§ Work request
Each line from the first down to the one containing "let Some(instr) = analysis.instrs.get(pc)" should be returned exactly as it appears below.

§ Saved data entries
=-=-=-=-=

//! The dispatch loop over a pre-decoded instruction stream.

use crate::analysis::{analyze, Analysis};
use crate::error::{ExitError, ExitResult, ExitSucceed, StatusCode};
use crate::eval::Control;
use crate::machine::ExecutionState;
use crate::revision::Revision;
use crate::runtime::{ExecutionResult, Host, Message};
use crate::tracing::Event;

/// Analyze and execute `code` in a fresh frame described by `message`.
pub fn execute(
	host: &mut dyn Host,
	revision: Revision,
	message: &Message,
	code: &[u8],
) -> ExecutionResult {
	let analysis = analyze(revision, code);
	execute_analyzed(host, revision, message, &analysis, code)
}

/// Execute a previously produced analysis. The analysis must come from
/// `analyze(revision, code)` with the same arguments; an embedder caching
/// analyses by `(revision, code hash)` calls this directly.
pub fn execute_analyzed(
	host: &mut dyn Host,
	revision: Revision,
	message: &Message,
	analysis: &Analysis,
	code: &[u8],
) -> ExecutionResult {
	let mut state = ExecutionState::new(message, revision, host, analysis, code);

	let mut pc = 0usize;
	let reason = loop {
		let Some(instr) = analysis.instrs.get(pc) else {
			// Unreachable: the stream ends with a synthetic STOP.
			break ExitSucceed::Stopped.into();
		};
		match (instr.exec)(instr, &mut state) {
			Control::Continue => pc += 1,
			Control::Jump(target) => pc = target,
			Control::Exit(reason) => break reason,
		}
	};

	finalize(state, reason)
}

fn finalize(state: ExecutionState, reason: ExitResult) -> ExecutionResult {
	let result = match reason {
		Ok(_) => ExecutionResult {
			status_code: StatusCode::Success,
			gas_left: state.gas_left,
			gas_refund: state.gas_refund,
			output_data: state.retval,
			create_address: None,
		},
		Err(ExitError::Reverted) => ExecutionResult {
			status_code: StatusCode::Revert,
			gas_left: state.gas_left,
			gas_refund: 0,
			output_data: state.retval,
			create_address: None,
		},
		Err(ExitError::Exception(e)) => ExecutionResult::failure(e.into()),
	};

	Event::Exit {
		status_code: result.status_code,
		gas_left: result.gas_left,
	}
	.emit();

	result
}
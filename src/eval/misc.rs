use core::cmp::min;

use primitive_types::U256;

use crate::analysis::Instruction;
use crate::costs;
use crate::error::{ExitError, ExitException, ExitSucceed};
use crate::eval::Control;
use crate::machine::ExecutionState;
use crate::memory::Memory;

/// Write `len` bytes taken from `src[src_offset..]` at `mem_offset`,
/// zero-filling everything past the end of the source.
fn write_padded(
	memory: &mut Memory,
	mem_offset: usize,
	src: &[u8],
	src_offset: U256,
	len: usize,
) {
	let slice = match crate::utils::u256_to_usize(src_offset) {
		Ok(src_offset) if src_offset < src.len() => {
			&src[src_offset..min(src.len(), src_offset + len)]
		}
		_ => &[],
	};
	memory.set(mem_offset, slice, Some(len));
}

pub fn push_small(instr: &Instruction, state: &mut ExecutionState) -> Control {
	push_u256!(state, U256::from(instr.arg.small_push()));
	Control::Continue
}

pub fn push_full(instr: &Instruction, state: &mut ExecutionState) -> Control {
	let value = state
		.analysis
		.push_values
		.get(instr.arg.push_index())
		.copied()
		.unwrap_or_default();
	push_u256!(state, value);
	Control::Continue
}

pub fn push0(_instr: &Instruction, state: &mut ExecutionState) -> Control {
	push_u256!(state, U256::zero());
	Control::Continue
}

pub fn dup<const N: usize>(_instr: &Instruction, state: &mut ExecutionState) -> Control {
	state.stack.dup(N - 1);
	Control::Continue
}

pub fn swap<const N: usize>(_instr: &Instruction, state: &mut ExecutionState) -> Control {
	state.stack.swap(N);
	Control::Continue
}

pub fn pop(_instr: &Instruction, state: &mut ExecutionState) -> Control {
	pop_u256!(state, _val);
	Control::Continue
}

pub fn mload(_instr: &Instruction, state: &mut ExecutionState) -> Control {
	pop_u256!(state, index);
	try_or_exit!(state.resize_memory(index, U256::from(32)));
	let index = as_usize_or_fail!(index);
	let value = U256::from_big_endian(state.memory.view(index, 32));
	push_u256!(state, value);
	Control::Continue
}

pub fn mstore(_instr: &Instruction, state: &mut ExecutionState) -> Control {
	pop_u256!(state, index, value);
	try_or_exit!(state.resize_memory(index, U256::from(32)));
	let index = as_usize_or_fail!(index);
	value.to_big_endian(state.memory.view_mut(index, 32));
	Control::Continue
}

pub fn mstore8(_instr: &Instruction, state: &mut ExecutionState) -> Control {
	pop_u256!(state, index, value);
	try_or_exit!(state.resize_memory(index, U256::one()));
	let index = as_usize_or_fail!(index);
	state.memory.set(index, &[value.low_u32() as u8], Some(1));
	Control::Continue
}

pub fn msize(_instr: &Instruction, state: &mut ExecutionState) -> Control {
	push_u256!(state, U256::from(state.memory.len()));
	Control::Continue
}

pub fn mcopy(_instr: &Instruction, state: &mut ExecutionState) -> Control {
	pop_u256!(state, dst, src, len);

	// Expansion covers the union of the source and destination windows.
	try_or_exit!(state.resize_memory(core::cmp::max(dst, src), len));
	if len.is_zero() {
		return Control::Continue;
	}
	let len = as_usize_or_fail!(len);
	try_or_exit!(state.charge(costs::copy_cost(len)));

	let dst = as_usize_or_fail!(dst);
	let src = as_usize_or_fail!(src);
	state.memory.copy_within(src, dst, len);
	Control::Continue
}

pub fn calldataload(_instr: &Instruction, state: &mut ExecutionState) -> Control {
	pop_u256!(state, index);

	let mut load = [0u8; 32];
	#[allow(clippy::needless_range_loop)]
	for i in 0..32 {
		if let Some(p) = index.checked_add(U256::from(i)) {
			if p <= U256::from(usize::MAX) {
				let p = p.as_usize();
				if p < state.message.input_data.len() {
					load[i] = state.message.input_data[p];
				}
			}
		}
	}

	push_u256!(state, U256::from_big_endian(&load));
	Control::Continue
}

pub fn calldatasize(_instr: &Instruction, state: &mut ExecutionState) -> Control {
	push_u256!(state, U256::from(state.message.input_data.len()));
	Control::Continue
}

pub fn calldatacopy(_instr: &Instruction, state: &mut ExecutionState) -> Control {
	pop_u256!(state, memory_offset, data_offset, len);

	try_or_exit!(state.resize_memory(memory_offset, len));
	if len.is_zero() {
		return Control::Continue;
	}
	let len = as_usize_or_fail!(len);
	try_or_exit!(state.charge(costs::copy_cost(len)));

	let memory_offset = as_usize_or_fail!(memory_offset);
	write_padded(
		&mut state.memory,
		memory_offset,
		&state.message.input_data,
		data_offset,
		len,
	);
	Control::Continue
}

pub fn codesize(_instr: &Instruction, state: &mut ExecutionState) -> Control {
	push_u256!(state, U256::from(state.code.len()));
	Control::Continue
}

pub fn codecopy(_instr: &Instruction, state: &mut ExecutionState) -> Control {
	pop_u256!(state, memory_offset, code_offset, len);

	try_or_exit!(state.resize_memory(memory_offset, len));
	if len.is_zero() {
		return Control::Continue;
	}
	let len = as_usize_or_fail!(len);
	try_or_exit!(state.charge(costs::copy_cost(len)));

	let memory_offset = as_usize_or_fail!(memory_offset);
	write_padded(&mut state.memory, memory_offset, state.code, code_offset, len);
	Control::Continue
}

pub fn returndatasize(_instr: &Instruction, state: &mut ExecutionState) -> Control {
	push_u256!(state, U256::from(state.retbuf.len()));
	Control::Continue
}

pub fn returndatacopy(_instr: &Instruction, state: &mut ExecutionState) -> Control {
	pop_u256!(state, memory_offset, data_offset, len);

	try_or_exit!(state.resize_memory(memory_offset, len));

	// Reading past the end of the return buffer is an error, unlike the
	// zero-padded copy family.
	if data_offset
		.checked_add(len)
		.map_or(true, |end| end > U256::from(state.retbuf.len()))
	{
		return Control::Exit(ExitException::OutOfOffset.into());
	}

	if len.is_zero() {
		return Control::Continue;
	}
	let len = as_usize_or_fail!(len);
	try_or_exit!(state.charge(costs::copy_cost(len)));

	let memory_offset = as_usize_or_fail!(memory_offset);
	let data_offset = as_usize_or_fail!(data_offset);
	let data = state.retbuf[data_offset..data_offset + len].to_vec();
	state.memory.set(memory_offset, &data, Some(len));
	Control::Continue
}

pub fn jump(_instr: &Instruction, state: &mut ExecutionState) -> Control {
	pop_u256!(state, dest);

	match state.analysis.find_jumpdest(dest) {
		Some(target) => Control::Jump(target),
		None => Control::Exit(ExitException::InvalidJump.into()),
	}
}

pub fn jumpi(_instr: &Instruction, state: &mut ExecutionState) -> Control {
	pop_u256!(state, dest, value);

	if value.is_zero() {
		return Control::Continue;
	}

	match state.analysis.find_jumpdest(dest) {
		Some(target) => Control::Jump(target),
		None => Control::Exit(ExitException::InvalidJump.into()),
	}
}

pub fn pc(instr: &Instruction, state: &mut ExecutionState) -> Control {
	push_u256!(state, U256::from(instr.arg.number() as u64));
	Control::Continue
}

pub fn ret(_instr: &Instruction, state: &mut ExecutionState) -> Control {
	pop_u256!(state, start, len);
	try_or_exit!(state.resize_memory(start, len));
	if !len.is_zero() {
		let start = as_usize_or_fail!(start);
		let len = as_usize_or_fail!(len);
		state.retval = state.memory.get(start, len);
	}
	Control::Exit(ExitSucceed::Returned.into())
}

pub fn revert(_instr: &Instruction, state: &mut ExecutionState) -> Control {
	pop_u256!(state, start, len);
	try_or_exit!(state.resize_memory(start, len));
	if !len.is_zero() {
		let start = as_usize_or_fail!(start);
		let len = as_usize_or_fail!(len);
		state.retval = state.memory.get(start, len);
	}
	Control::Exit(ExitError::Reverted.into())
}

=-=-=-=-=

§ Expected output
//! The dispatch loop over a pre-decoded instruction stream.

use crate::analysis::{analyze, Analysis};
use crate::error::{ExitError, ExitResult, ExitSucceed, StatusCode};
use crate::eval::Control;
use crate::machine::ExecutionState;
use crate::revision::Revision;
use crate::runtime::{ExecutionResult, Host, Message};
use crate::tracing::Event;

/// Analyze and execute `code` in a fresh frame described by `message`.
pub fn execute(
	host: &mut dyn Host,
	revision: Revision,
	message: &Message,
	code: &[u8],
) -> ExecutionResult {
	let analysis = analyze(revision, code);
	execute_analyzed(host, revision, message, &analysis, code)
}

/// Execute a previously produced analysis. The analysis must come from
/// `analyze(revision, code)` with the same arguments; an embedder caching
/// analyses by `(revision, code hash)` calls this directly.
pub fn execute_analyzed(
	host: &mut dyn Host,
	revision: Revision,
	message: &Message,
	analysis: &Analysis,
	code: &[u8],
) -> ExecutionResult {
	let mut state = ExecutionState::new(message, revision, host, analysis, code);

	let mut pc = 0usize;
	let reason = loop {
		let Some(instr) = analysis.instrs.get(pc) else {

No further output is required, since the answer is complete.